++++ DATA FOR THIS TASK

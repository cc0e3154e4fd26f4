//! # TUI Adapter
//!
//! The ratatui-specific layer. Handles terminal I/O, renders the UI,
//! and translates keyboard events into core::Action values.
//!
//! This is the only module that knows about ratatui and crossterm.
//!
//! ## Redraw Strategy
//!
//! The event loop uses conditional redraw to avoid unnecessary work:
//!
//! - **Busy** (analysis in flight): draws every ~80ms so the spinner in
//!   the title bar animates smoothly.
//! - **Idle**: sleeps up to 250ms, only redraws on events, background
//!   completions, or terminal resize.
//!
//! A `SteadyBlock` cursor style is used instead of a blinking cursor
//! because ratatui's `set_cursor_position` resets the terminal's blink
//! timer on every `draw()` call, making blinking cursors appear erratic
//! during continuous redraws.

mod component;
mod components;
mod event;
mod ui;

use log::{debug, info, warn};
use std::io::stdout;
use std::sync::{Arc, mpsc};

use crossterm::cursor::{SetCursorStyle, Show};
use crossterm::event::{
    DisableBracketedPaste, DisableMouseCapture, EnableBracketedPaste, EnableMouseCapture,
};
use crossterm::execute;

use crate::analysis::AnalysisService;
use crate::core::action::{Action, Effect, update};
use crate::core::state::Session;
use crate::tui::component::EventHandler;
use crate::tui::components::{HistoryPanelState, InputBox, InputEvent};
use crate::tui::event::{TuiEvent, poll_event_immediate, poll_event_timeout};

/// TUI-specific presentation state (not part of core business logic)
pub struct TuiState {
    // Persistent component states
    pub input_box: InputBox,
    pub history: HistoryPanelState,
}

impl TuiState {
    pub fn new() -> Self {
        Self {
            input_box: InputBox::new(),
            history: HistoryPanelState::new(),
        }
    }
}

impl Default for TuiState {
    fn default() -> Self {
        Self::new()
    }
}

struct TerminalModeGuard;

impl TerminalModeGuard {
    fn new() -> std::io::Result<Self> {
        execute!(
            stdout(),
            EnableMouseCapture,   // Wheel scrolling in the history panel
            EnableBracketedPaste, // Multi-line paste into the input box
            Show,
            SetCursorStyle::SteadyBlock
        )?;
        info!("Terminal modes enabled (mouse, bracketed paste, steady block cursor)");
        Ok(Self)
    }
}

impl Drop for TerminalModeGuard {
    fn drop(&mut self) {
        let _ = execute!(
            stdout(),
            DisableMouseCapture,
            DisableBracketedPaste,
            SetCursorStyle::DefaultUserShape
        );
    }
}

pub fn run(service: Arc<dyn AnalysisService>) -> std::io::Result<()> {
    let mut session = Session::new(service);
    let mut tui = TuiState::new();

    let mut terminal = ratatui::init();
    let _terminal_mode_guard = TerminalModeGuard::new();

    // Channel for actions from background tasks
    let (tx, rx) = mpsc::channel();

    // Eager history fetch before the first frame
    if update(&mut session, Action::SessionStarted) == Effect::RefreshHistory {
        spawn_history_refresh(session.service.clone(), tx.clone());
    }

    // Animation timer
    let start_time = std::time::Instant::now();
    let mut needs_redraw = true; // Force first frame

    loop {
        let animating = session.status.is_busy();
        if animating {
            needs_redraw = true;
        }

        // Only draw when something changed
        if needs_redraw {
            let elapsed = start_time.elapsed().as_secs_f32();
            let spinner_frame = (elapsed * 12.0) as usize;
            terminal.draw(|f| ui::draw_ui(f, &session, &mut tui, spinner_frame))?;
            needs_redraw = false;
        }

        // Dynamic poll timeout: short when animating (~12fps), long when idle
        let timeout = if animating {
            std::time::Duration::from_millis(80)
        } else {
            std::time::Duration::from_millis(250)
        };
        let first_event = poll_event_timeout(timeout);

        // Process first event + drain ALL pending events before next draw
        let mut should_quit = false;
        if first_event.is_some() {
            needs_redraw = true;
        }
        for event in first_event
            .into_iter()
            .chain(std::iter::from_fn(poll_event_immediate))
        {
            match event {
                // Resize just needs a redraw (already flagged above)
                TuiEvent::Resize => {}

                // Esc and Ctrl+C quit, including mid-request
                TuiEvent::Quit | TuiEvent::ForceQuit => {
                    if update(&mut session, Action::Quit) == Effect::Quit {
                        should_quit = true;
                    }
                }

                // Wheel and page keys drive the history panel
                TuiEvent::ScrollUp
                | TuiEvent::ScrollDown
                | TuiEvent::ScrollPageUp
                | TuiEvent::ScrollPageDown => {
                    tui.history.handle_event(&event);
                }

                // Everything else is editing
                _ => {
                    if let Some(input_event) = tui.input_box.handle_event(&event) {
                        match input_event {
                            InputEvent::ContentChanged => {
                                // Mirror the buffer into the session draft
                                update(
                                    &mut session,
                                    Action::DraftEdited(tui.input_box.buffer.clone()),
                                );
                            }
                            InputEvent::Submitted => {
                                let effect = update(&mut session, Action::SubmitRequested);
                                if let Effect::Analyze(text) = effect {
                                    spawn_analyze(session.service.clone(), text, tx.clone());
                                }
                            }
                        }
                    }
                }
            }
        }

        if should_quit {
            break;
        }

        // Handle background task completions
        while let Ok(action) = rx.try_recv() {
            needs_redraw = true;
            debug!("Event loop received: {:?}", action);
            match update(&mut session, action) {
                Effect::RefreshHistory => {
                    spawn_history_refresh(session.service.clone(), tx.clone());
                }
                Effect::Quit => should_quit = true,
                _ => {}
            }
        }

        if should_quit {
            break;
        }
    }

    ratatui::restore();
    Ok(())
}

fn spawn_analyze(service: Arc<dyn AnalysisService>, text: String, tx: mpsc::Sender<Action>) {
    info!(
        "Spawning analyze request ({} bytes) via {}",
        text.len(),
        service.name()
    );
    tokio::spawn(async move {
        let result = service.analyze(&text).await;
        if tx.send(Action::AnalyzeCompleted(result)).is_err() {
            warn!("Failed to deliver analyze result: receiver dropped");
        }
    });
}

fn spawn_history_refresh(service: Arc<dyn AnalysisService>, tx: mpsc::Sender<Action>) {
    info!("Spawning history refresh via {}", service.name());
    tokio::spawn(async move {
        let result = service.history().await;
        if tx.send(Action::HistoryLoaded(result)).is_err() {
            warn!("Failed to deliver history: receiver dropped");
        }
    });
}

++++++++

BRIEF: The first line of the entries, the line with "use crate::tui::component::EventHandler;", and every line between them should be retyped exactly, and nothing else.

FINAL ANSWER:
repository cc0e3154e4fd26f4
//! # TUI Adapter
//!
//! The ratatui-specific layer. Handles terminal I/O, renders the UI,
//! and translates keyboard events into core::Action values.
//!
//! This is the only module that knows about ratatui and crossterm.
//!
//! ## Redraw Strategy
//!
//! The event loop uses conditional redraw to avoid unnecessary work:
//!
//! - **Busy** (analysis in flight): draws every ~80ms so the spinner in
//!   the title bar animates smoothly.
//! - **Idle**: sleeps up to 250ms, only redraws on events, background
//!   completions, or terminal resize.
//!
//! A `SteadyBlock` cursor style is used instead of a blinking cursor
//! because ratatui's `set_cursor_position` resets the terminal's blink
//! timer on every `draw()` call, making blinking cursors appear erratic
//! during continuous redraws.

mod component;
mod components;
mod event;
mod ui;

use log::{debug, info, warn};
use std::io::stdout;
use std::sync::{Arc, mpsc};

use crossterm::cursor::{SetCursorStyle, Show};
use crossterm::event::{
    DisableBracketedPaste, DisableMouseCapture, EnableBracketedPaste, EnableMouseCapture,
};
use crossterm::execute;

use crate::analysis::AnalysisService;
use crate::core::action::{Action, Effect, update};
use crate::core::state::Session;
use crate::tui::component::EventHandler;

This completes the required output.